■ **PROMPT**
The reply must consist of one number: how many lines of the data include the word "match".

■ **MATERIAL SUPPLIED**

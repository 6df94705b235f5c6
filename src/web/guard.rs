//! Route guard middleware for protected pages

use axum::{
    extract::{Request, State},
    middleware::Next,
    response::{Html, IntoResponse, Redirect, Response},
};
use std::sync::Arc;

use super::state::AppState;
use crate::session::{guard, GuardDecision};

/// Seconds between reloads of the loading page
const LOADING_REFRESH_SECS: u32 = 1;

/// Let signed-in requests through with their `Identity` as an extension,
/// show a self-refreshing loading page while the session check runs, and
/// send everyone else to `/login`.
pub async fn require_identity(
    State(state): State<Arc<AppState>>,
    mut request: Request,
    next: Next,
) -> Response {
    let snapshot = state.session.snapshot().await;

    match guard(&snapshot) {
        GuardDecision::Allow(identity) => {
            request.extensions_mut().insert(identity);
            next.run(request).await
        }
        GuardDecision::Loading => {
            let data = state
                .page_data(
                    "Loading",
                    None,
                    &serde_json::json!({ "refresh": LOADING_REFRESH_SECS }),
                )
                .await;
            match state.templates.render("loading", &data) {
                Ok(html) => Html(html).into_response(),
                Err(e) => super::error::WebError::from(e).into_response(),
            }
        }
        GuardDecision::RedirectToLogin => {
            tracing::debug!(path = %request.uri().path(), "Not signed in, redirecting to login");
            Redirect::to("/login").into_response()
        }
    }
}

■ **COMPLETED EXERCISE**
2